Profluent has not yet put these synthetic gene editors through clinical trials, so it is not clear if they can match or exceed the performance of CRISPR. But this proof of concept shows that A.I. models can produce something capable of editing the human genome.

Still, it is unlikely to affect health care in the short term. Fyodor Urnov, a gene editing pioneer and scientific director at the Innovative Genomics Institute at the University of California, Berkeley, said scientists had no shortage of naturally occurring gene editors that they could use to fight illness and disease. The bottleneck, he said, is the cost of pushing these editors through preclinical studies, such as safety, manufacturing and regulatory reviews, before they can be used on patients.

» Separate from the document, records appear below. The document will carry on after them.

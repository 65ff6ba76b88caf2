use crate::config::{DoctransConfig, CONFIG_FILE_NAME};
use anyhow::{Context, Result};
use std::path::PathBuf;

pub fn init_config(force: bool) -> Result<()> {
    let config_path = PathBuf::from(CONFIG_FILE_NAME);

    if config_path.exists() && !force {
        anyhow::bail!("Configuration file already exists. Use --force to overwrite.");
    }

    let contents = toml::to_string_pretty(&DoctransConfig::default())
        .context("Failed to serialize default configuration")?;
    std::fs::write(&config_path, format!("# doctrans configuration\n\n{contents}"))
        .with_context(|| format!("Failed to write {}", config_path.display()))?;
    println!("Created {CONFIG_FILE_NAME} configuration file");

    Ok(())
}
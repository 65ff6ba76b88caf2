//! IR to an argument-parser setup function

use super::{docstring_stmt, EmitOptions};
use crate::core::errors::Result;
use crate::core::ir::{IntermediateRepr, ParamVal};
use crate::core::types::{is_simple_name, split_top_level, strip_optional, unwrap_generic};
use crate::core::values::DefaultValue;
use crate::docstring::{doc_with_default, has_default_phrase, FieldWord};
use crate::parse::argparse::DEFAULT_PARSER_NAME;
use crate::syntax::{Arg, Arguments, Constant, Expr, FunctionDef, Keyword, Stmt};
use tracing::debug;

pub const DEFAULT_FUNCTION_NAME: &str = "set_cli_args";

fn parser() -> Expr {
    Expr::name(DEFAULT_PARSER_NAME)
}

/// `type=` value for a Python type, `None` when argparse's default (`str`)
/// applies or the type is not a callable name
fn type_keyword(typ: &str) -> Option<Expr> {
    match typ {
        "str" => None,
        "dict" => Some(Expr::name("loads")),
        t if is_simple_name(t) => Some(Expr::name(t)),
        t => {
            debug!(typ = t, "No argparse type for compound type");
            None
        }
    }
}

/// `(choices, element type)` of a `Literal[...]`
fn choices_of(inner: &str) -> (Expr, Option<Expr>) {
    let values = split_top_level(inner, ',');
    let all_strings = values
        .iter()
        .all(|v| v.starts_with('\'') || v.starts_with('"'));
    let all_ints = values.iter().all(|v| v.parse::<i64>().is_ok());
    let typ = match (all_strings, all_ints) {
        (true, _) => None,
        (_, true) => Some(Expr::name("int")),
        _ => None,
    };
    (
        Expr::Tuple(values.iter().map(|v| Expr::Raw(v.to_string())).collect()),
        typ,
    )
}

fn add_argument(name: &str, param: &ParamVal, options: &EmitOptions) -> Stmt {
    let mut keywords = Vec::new();
    let help = doc_with_default(param, options.emit_default_doc);
    let typ = param.typ.as_deref();

    let flag = match (typ, &param.default) {
        (Some("bool"), Some(DefaultValue::Bool(false))) => Some("store_true"),
        (Some("bool"), Some(DefaultValue::Bool(true))) => Some("store_false"),
        _ => None,
    };

    if let Some(action) = flag {
        keywords.push(Keyword::new("action", Expr::str(action)));
        keywords.extend(help.map(|h| Keyword::new("help", Expr::str(h))));
    } else {
        let (inner, required) = match typ {
            Some(t) => match strip_optional(t) {
                Some(inner) => (Some(inner), false),
                None => (Some(t), true),
            },
            None => (None, false),
        };

        let mut action = None;
        let mut choices = None;
        let mut type_kw = None;
        if let Some(inner) = inner {
            let element = match unwrap_generic(inner, &["List", "list"]) {
                Some(element) => {
                    action = Some("append");
                    element
                }
                None => inner,
            };
            match unwrap_generic(element, &["Literal"]) {
                Some(values) => {
                    let (tuple, typ) = choices_of(values);
                    choices = Some(tuple);
                    type_kw = typ;
                }
                None => type_kw = type_keyword(element),
            }
        }

        keywords.extend(type_kw.map(|t| Keyword::new("type", t)));
        keywords.extend(choices.map(|c| Keyword::new("choices", c)));
        keywords.extend(action.map(|a| Keyword::new("action", Expr::str(a))));
        keywords.extend(help.as_deref().map(|h| Keyword::new("help", Expr::str(h))));
        if required {
            keywords.push(Keyword::new("required", Expr::Constant(Constant::Bool(true))));
        }
        let doc_states_default = param.doc.as_deref().is_some_and(has_default_phrase);
        if let Some(default) = &param.default {
            if options.emit_default_doc || !doc_states_default {
                keywords.push(Keyword::new("default", default.to_expr()));
            }
        }
    }

    Stmt::Expr(Expr::call(
        Expr::attr(parser(), "add_argument"),
        vec![Expr::str(format!("--{name}"))],
        keywords,
    ))
}

/// Docstring IR of the setup function itself
fn setup_docstring_ir(ir: &IntermediateRepr) -> IntermediateRepr {
    let mut doc_ir = IntermediateRepr::new().with_doc("Set CLI arguments").with_param(
        DEFAULT_PARSER_NAME,
        ParamVal::new()
            .with_typ("ArgumentParser")
            .with_doc("argument parser"),
    );
    doc_ir.returns = ir.returns.as_ref().map(|returns| ParamVal {
        typ: returns
            .typ
            .as_ref()
            .map(|t| format!("Tuple[ArgumentParser, {t}]")),
        doc: Some(match &returns.doc {
            Some(doc) => format!("{DEFAULT_PARSER_NAME}, {doc}"),
            None => DEFAULT_PARSER_NAME.to_string(),
        }),
        default: None,
    });
    doc_ir
}

/// Emit `def set_cli_args(argument_parser): ...` configuring one argument per
/// parameter
pub fn argparse_function(ir: &IntermediateRepr, options: &EmitOptions) -> Result<Stmt> {
    let name = options
        .function_name
        .clone()
        .unwrap_or_else(|| DEFAULT_FUNCTION_NAME.to_string());
    debug!(name = %name, params = ir.params.len(), "Emitting argument parser function");

    let mut body = Vec::new();
    if !ir.params.is_empty() || ir.returns.is_some() {
        let docstring_options = EmitOptions {
            inline_types: false,
            emit_default_doc: false,
            ..options.clone()
        }
        .docstring_options(FieldWord::Param);
        body.extend(docstring_stmt(
            &setup_docstring_ir(ir),
            &docstring_options,
            options.indent_level,
        )?);
    }

    body.push(Stmt::Assign {
        target: Expr::attr(parser(), "description"),
        value: Expr::str(ir.doc.as_deref().unwrap_or_default()),
    });
    body.extend(
        ir.params
            .iter()
            .map(|(name, param)| add_argument(name, param, options)),
    );
    body.extend(ir.body.iter().cloned());

    if let Some(returns) = &ir.returns {
        body.push(Stmt::Return(Some(match &returns.default {
            Some(default) => Expr::Tuple(vec![parser(), default.to_expr()]),
            None => parser(),
        })));
    }

    Ok(Stmt::FunctionDef(FunctionDef {
        name,
        args: Arguments {
            args: vec![Arg::new(DEFAULT_PARSER_NAME)],
            ..Arguments::default()
        },
        body,
        ..FunctionDef::default()
    }))
}

#[cfg(test)]
mod tests {
    use super::*;
    use crate::syntax::to_source;
    use indoc::indoc;
    use pretty_assertions::assert_eq;

    #[test]
    fn test_empty_ir() {
        let stmt = argparse_function(&IntermediateRepr::new(), &EmitOptions::default()).unwrap();
        assert_eq!(
            to_source(&stmt).trim_end(),
            "def set_cli_args(argument_parser):\n    argument_parser.description = ''"
        );
    }

    #[test]
    fn test_arguments() {
        let ir = IntermediateRepr::new()
            .with_doc("Acquire")
            .with_param(
                "dataset_name",
                ParamVal::new()
                    .with_typ("str")
                    .with_doc("name of dataset")
                    .with_default(DefaultValue::Str("mnist".into())),
            )
            .with_param(
                "K",
                ParamVal::new()
                    .with_typ("Literal['np', 'tf']")
                    .with_default(DefaultValue::Str("np".into())),
            )
            .with_param("as_numpy", ParamVal::new().with_typ("Optional[bool]"))
            .with_param("kwargs", ParamVal::new().with_typ("Optional[dict]"))
            .with_param(
                "verbose",
                ParamVal::new().with_typ("bool").with_default(DefaultValue::Bool(false)),
            )
            .with_param("layers", ParamVal::new().with_typ("List[int]"));
        let options = EmitOptions {
            emit_default_doc: false,
            ..EmitOptions::default()
        };
        let source = to_source(&argparse_function(&ir, &options).unwrap());
        assert_eq!(
            source,
            indoc! {r#"
                def set_cli_args(argument_parser):
                    """
                    Set CLI arguments

                    :param argument_parser: argument parser
                    :type argument_parser: ```ArgumentParser```
                    """
                    argument_parser.description = 'Acquire'
                    argument_parser.add_argument('--dataset_name', help='name of dataset', required=True, default='mnist')
                    argument_parser.add_argument('--K', choices=('np', 'tf'), required=True, default='np')
                    argument_parser.add_argument('--as_numpy', type=bool)
                    argument_parser.add_argument('--kwargs', type=loads)
                    argument_parser.add_argument('--verbose', action='store_true')
                    argument_parser.add_argument('--layers', type=int, action='append', required=True)
            "#}
        );
    }

    #[test]
    fn test_returns_default() {
        let ir = IntermediateRepr::new().with_returns(
            ParamVal::new()
                .with_typ("int")
                .with_doc("answer")
                .with_default(DefaultValue::Int(42)),
        );
        let source = to_source(&argparse_function(&ir, &EmitOptions::default()).unwrap());
        assert!(source.contains(":return: argument_parser, answer"));
        assert!(source.contains(":rtype: ```Tuple[ArgumentParser, int]```"));
        assert!(source.trim_end().ends_with("return argument_parser, 42"));
    }
}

But generative A.I. systems often hold enormous potential because they tend to improve quickly as they learn from increasingly large amounts of data. If technology like Profluent’s continues to improve, it could eventually allow scientists to edit genes in far more precise ways. The hope, Dr. Urnov said, is that this could, in the long term, lead to a world where medicines and treatments are quickly tailored to individual people even faster than we can do today.

“I dream of a world where we have CRISPR on demand within weeks,” he said.

Scientists have long cautioned against using CRISPR for human enhancement because it is a relatively new technology that could potentially have undesired side effects, such as triggering cancer, and have warned against unethical uses, such as genetically modifying human embryos.

This is also a concern with synthetic gene editors. But scientists already have access to everything they need to edit embryos.

“A bad actor, someone who is unethical, is not worried about whether they use an A.I.-created editor or not,” Dr. Fraser said. “They are just going to go ahead and use what’s available.”